The Price of Wildly Happy Days
Molly Taylor, MD, MS, a pediatric oncologist in Seattle, sees the deeply sad days as the price an oncologist pays to be witness to the “wildly happy ones.”
Dr. Taylor has gone to patients’ funerals, has even been asked to speak at them, but she has also attended patients’ weddings.
To some degree, doctors get good at compartmentalizing, and they become accustomed to tragedy, she said. But there are some patients who stick with you, “and that is a whole other level of grief,” Dr. Taylor said.
Several years into her practice, one of Dr. Taylor’s patients, someone who reminded her of her own child, died. The death came as a surprise, and the finality of it took her breath away, she said. The sadness only deepened as days went by. “I felt that mother’s grief and still do,” she said.
The patient’s funeral was one of the most difficult moments in her career as an oncologist. Even weeks later, she caught herself picturing the family huddled together that day.
Taking long walks, commiserating with colleagues who get it, and watching the occasional cat video can help take the immediate sting away. But the pain of losing a patient can be long lasting and processing that grief can be a lonely endeavor.
“We need space to recognize grief for all providers, all the people that touch these patients’ lives — the nurses, the translators, the cleaning staff,” Dr. Taylor said. Otherwise, you start to believe you’re the only one feeling the weight of the loss.
While it doesn’t make the losses any less poignant, Dr. Taylor finds solace in the good moments: Patient graduations and weddings, survivors who now volunteer at the hospital, and a patient who had a baby of her own this past year. If facing grief daily has taught Dr. Taylor anything, it is to not let the good moments pass unnoticed.
Towing the Line
Ten years ago, Tina Rizack, MD, walked into the ICU to see a young mother holding her 6-year-old daughter. The mother had necrotizing fasciitis that had gone undiagnosed.
As Dr. Rizack stood in the doorway watching the embrace, she saw a grim future: A child without her mother. This realization hit too close to home, she said. “I still think about that case.”
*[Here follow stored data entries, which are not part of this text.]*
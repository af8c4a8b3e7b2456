//! Average True Range with Wilder's smoothing.
//!
//! TR[0] = high - low; TR[i] = max(h-l, |h-pc|, |l-pc|).
//! Seed: mean of the first n TRs; then ATR = (prev * (n-1) + TR) / n.
//! Warmup: first (n-1) bars are undefined.

use crate::domain::indicator::{IndicatorSeries, IndicatorType};
use crate::domain::ohlcv::PriceBar;

pub fn calculate_atr(bars: &[PriceBar], period: usize) -> IndicatorSeries {
    if period == 0 || bars.len() < period {
        return IndicatorSeries::undefined(IndicatorType::Atr(period), bars.len());
    }

    let tr_values: Vec<f64> = bars
        .iter()
        .enumerate()
        .map(|(i, bar)| {
            if i == 0 {
                bar.high - bar.low
            } else {
                bar.true_range(bars[i - 1].close)
            }
        })
        .collect();

    let mut values = vec![None; bars.len()];
    let mut atr = tr_values[..period].iter().sum::<f64>() / period as f64;
    values[period - 1] = Some(atr);

    for i in period..bars.len() {
        atr = (atr * (period - 1) as f64 + tr_values[i]) / period as f64;
        values[i] = Some(atr);
    }

    IndicatorSeries {
        indicator_type: IndicatorType::Atr(period),
        values,
    }
}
In her training, Dr. Rizack, now medical director of hematology/oncology at St. Anne’s in Fall River, Massachusetts, worked with a social worker who taught her how to deal with these tough cases — most importantly, how to not take them home with her.
Over the years, Dr. Rizack learned how to build and sustain a firm barrier between work and outside work.
She doesn’t go to funerals or give out her cell phone number. If charts need to be done, she prefers to stay late at the clinic instead of bringing them home.
And she invests in the simple moments that help her detach from the day-to-day in the clinic — rooting for her kids at their games, carving out time for family meals most days, and having relaxed movie nights on the couch.
“It’s hard sometimes,” she said. But “I really do need the line.” Because without it, she can’t show up for her patients the way she wants and needs to.
Establishing the work-life boundary means that when at work, Dr. Rizack can be all in for her patients. Even after her patients’ treatment ends, she makes sure to check on them at home or in hospice. For her, sticking with patients over the long term offers some closure.
“I want to love work, and if I’m there all the time, I’m not going to love it,” she said.